Everything in the listing must be repeated word for word.

Data for this exercise:
---*---

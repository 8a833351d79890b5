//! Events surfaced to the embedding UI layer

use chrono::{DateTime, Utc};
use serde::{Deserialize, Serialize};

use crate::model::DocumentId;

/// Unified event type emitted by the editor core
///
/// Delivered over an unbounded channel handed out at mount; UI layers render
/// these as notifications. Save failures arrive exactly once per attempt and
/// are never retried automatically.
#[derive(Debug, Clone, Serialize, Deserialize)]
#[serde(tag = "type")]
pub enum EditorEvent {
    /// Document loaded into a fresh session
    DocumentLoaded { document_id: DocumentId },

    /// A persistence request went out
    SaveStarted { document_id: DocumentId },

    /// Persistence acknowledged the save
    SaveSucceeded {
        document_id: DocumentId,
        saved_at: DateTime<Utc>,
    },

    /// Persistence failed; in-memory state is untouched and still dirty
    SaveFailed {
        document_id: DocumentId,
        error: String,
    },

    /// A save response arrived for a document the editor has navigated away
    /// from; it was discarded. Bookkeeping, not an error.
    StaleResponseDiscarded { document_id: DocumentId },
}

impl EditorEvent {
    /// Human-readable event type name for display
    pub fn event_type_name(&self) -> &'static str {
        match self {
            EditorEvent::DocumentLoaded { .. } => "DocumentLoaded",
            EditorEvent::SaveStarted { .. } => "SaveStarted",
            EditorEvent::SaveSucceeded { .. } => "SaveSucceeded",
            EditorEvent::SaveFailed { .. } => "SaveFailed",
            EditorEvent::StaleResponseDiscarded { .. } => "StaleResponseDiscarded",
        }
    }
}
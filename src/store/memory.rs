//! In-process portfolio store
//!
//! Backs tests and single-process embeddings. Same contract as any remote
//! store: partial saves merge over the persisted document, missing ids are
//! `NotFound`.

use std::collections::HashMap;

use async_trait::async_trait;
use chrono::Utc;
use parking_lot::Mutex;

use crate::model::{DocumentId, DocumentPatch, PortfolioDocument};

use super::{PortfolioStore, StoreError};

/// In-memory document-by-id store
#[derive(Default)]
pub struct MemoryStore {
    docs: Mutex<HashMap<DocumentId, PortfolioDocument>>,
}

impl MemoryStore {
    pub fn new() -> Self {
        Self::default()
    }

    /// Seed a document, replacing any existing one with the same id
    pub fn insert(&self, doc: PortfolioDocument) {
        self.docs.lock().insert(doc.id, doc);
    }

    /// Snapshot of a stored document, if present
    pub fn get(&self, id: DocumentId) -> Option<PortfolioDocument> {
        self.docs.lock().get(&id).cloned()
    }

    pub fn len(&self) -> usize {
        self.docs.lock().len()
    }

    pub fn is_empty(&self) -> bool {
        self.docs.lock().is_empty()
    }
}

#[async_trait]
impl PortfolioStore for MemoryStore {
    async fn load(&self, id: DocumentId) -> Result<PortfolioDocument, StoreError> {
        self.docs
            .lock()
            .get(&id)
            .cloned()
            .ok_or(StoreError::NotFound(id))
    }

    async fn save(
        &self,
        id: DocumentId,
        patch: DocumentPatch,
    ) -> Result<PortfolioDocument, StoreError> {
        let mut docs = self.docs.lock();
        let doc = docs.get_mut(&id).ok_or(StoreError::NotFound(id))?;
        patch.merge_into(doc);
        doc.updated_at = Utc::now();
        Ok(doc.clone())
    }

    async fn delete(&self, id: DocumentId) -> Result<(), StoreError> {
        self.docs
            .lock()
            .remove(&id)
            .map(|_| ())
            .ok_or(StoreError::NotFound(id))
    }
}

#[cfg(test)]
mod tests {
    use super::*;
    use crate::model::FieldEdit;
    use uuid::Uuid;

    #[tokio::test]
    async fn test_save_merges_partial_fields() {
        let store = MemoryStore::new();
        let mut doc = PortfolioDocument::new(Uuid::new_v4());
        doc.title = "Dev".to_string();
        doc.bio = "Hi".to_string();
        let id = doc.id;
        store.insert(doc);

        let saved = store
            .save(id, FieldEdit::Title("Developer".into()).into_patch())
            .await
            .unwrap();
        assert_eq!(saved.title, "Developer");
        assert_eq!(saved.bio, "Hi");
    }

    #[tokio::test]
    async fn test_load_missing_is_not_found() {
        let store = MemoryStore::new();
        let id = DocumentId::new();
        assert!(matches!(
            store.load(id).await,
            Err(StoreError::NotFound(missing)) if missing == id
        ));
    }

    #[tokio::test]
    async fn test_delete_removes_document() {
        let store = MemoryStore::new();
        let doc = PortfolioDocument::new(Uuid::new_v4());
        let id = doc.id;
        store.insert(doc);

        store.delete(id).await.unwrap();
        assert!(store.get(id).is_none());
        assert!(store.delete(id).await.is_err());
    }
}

---*---

Output:
repository 8a833351d79890b5
//! Events surfaced to the embedding UI layer

use chrono::{DateTime, Utc};
use serde::{Deserialize, Serialize};

use crate::model::DocumentId;

/// Unified event type emitted by the editor core
///
/// Delivered over an unbounded channel handed out at mount; UI layers render
/// these as notifications. Save failures arrive exactly once per attempt and
/// are never retried automatically.
#[derive(Debug, Clone, Serialize, Deserialize)]
#[serde(tag = "type")]
pub enum EditorEvent {
    /// Document loaded into a fresh session
    DocumentLoaded { document_id: DocumentId },

    /// A persistence request went out
    SaveStarted { document_id: DocumentId },

    /// Persistence acknowledged the save
    SaveSucceeded {
        document_id: DocumentId,
        saved_at: DateTime<Utc>,
    },

    /// Persistence failed; in-memory state is untouched and still dirty
    SaveFailed {
        document_id: DocumentId,
        error: String,
    },

    /// A save response arrived for a document the editor has navigated away
    /// from; it was discarded. Bookkeeping, not an error.
    StaleResponseDiscarded { document_id: DocumentId },
}

impl EditorEvent {
    /// Human-readable event type name for display
    pub fn event_type_name(&self) -> &'static str {
        match self {
            EditorEvent::DocumentLoaded { .. } => "DocumentLoaded",
            EditorEvent::SaveStarted { .. } => "SaveStarted",
            EditorEvent::SaveSucceeded { .. } => "SaveSucceeded",
            EditorEvent::SaveFailed { .. } => "SaveFailed",
            EditorEvent::StaleResponseDiscarded { .. } => "StaleResponseDiscarded",
        }
    }
}
filename src/store/memory.rs
//! In-process portfolio store
//!
//! Backs tests and single-process embeddings. Same contract as any remote
//! store: partial saves merge over the persisted document, missing ids are
//! `NotFound`.

use std::collections::HashMap;

use async_trait::async_trait;
use chrono::Utc;
use parking_lot::Mutex;

use crate::model::{DocumentId, DocumentPatch, PortfolioDocument};

use super::{PortfolioStore, StoreError};

/// In-memory document-by-id store
#[derive(Default)]
pub struct MemoryStore {
    docs: Mutex<HashMap<DocumentId, PortfolioDocument>>,
}

impl MemoryStore {
    pub fn new() -> Self {
        Self::default()
    }

    /// Seed a document, replacing any existing one with the same id
    pub fn insert(&self, doc: PortfolioDocument) {
        self.docs.lock().insert(doc.id, doc);
    }

    /// Snapshot of a stored document, if present
    pub fn get(&self, id: DocumentId) -> Option<PortfolioDocument> {
        self.docs.lock().get(&id).cloned()
    }

    pub fn len(&self) -> usize {
        self.docs.lock().len()
    }

    pub fn is_empty(&self) -> bool {
        self.docs.lock().is_empty()
    }
}

#[async_trait]
impl PortfolioStore for MemoryStore {
    async fn load(&self, id: DocumentId) -> Result<PortfolioDocument, StoreError> {
        self.docs
            .lock()
            .get(&id)
            .cloned()
            .ok_or(StoreError::NotFound(id))
    }

    async fn save(
        &self,
        id: DocumentId,
        patch: DocumentPatch,
    ) -> Result<PortfolioDocument, StoreError> {
        let mut docs = self.docs.lock();
        let doc = docs.get_mut(&id).ok_or(StoreError::NotFound(id))?;
        patch.merge_into(doc);
        doc.updated_at = Utc::now();
        Ok(doc.clone())
    }

    async fn delete(&self, id: DocumentId) -> Result<(), StoreError> {
        self.docs
            .lock()
            .remove(&id)
            .map(|_| ())
            .ok_or(StoreError::NotFound(id))
    }
}

#[cfg(test)]
mod tests {
    use super::*;
    use crate::model::FieldEdit;
    use uuid::Uuid;

    #[tokio::test]
    async fn test_save_merges_partial_fields() {
        let store = MemoryStore::new();
        let mut doc = PortfolioDocument::new(Uuid::new_v4());
        doc.title = "Dev".to_string();
        doc.bio = "Hi".to_string();
        let id = doc.id;
        store.insert(doc);

        let saved = store
            .save(id, FieldEdit::Title("Developer".into()).into_patch())
            .await
            .unwrap();
        assert_eq!(saved.title, "Developer");
        assert_eq!(saved.bio, "Hi");
    }

    #[tokio::test]
    async fn test_load_missing_is_not_found() {
        let store = MemoryStore::new();
        let id = DocumentId::new();
        assert!(matches!(
            store.load(id).await,
            Err(StoreError::NotFound(missing)) if missing == id
        ));
    }

    #[tokio::test]
    async fn test_delete_removes_document() {
        let store = MemoryStore::new();
        let doc = PortfolioDocument::new(Uuid::new_v4());
        let id = doc.id;
        store.insert(doc);

        store.delete(id).await.unwrap();
        assert!(store.get(id).is_none());
        assert!(store.delete(id).await.is_err());
    }
}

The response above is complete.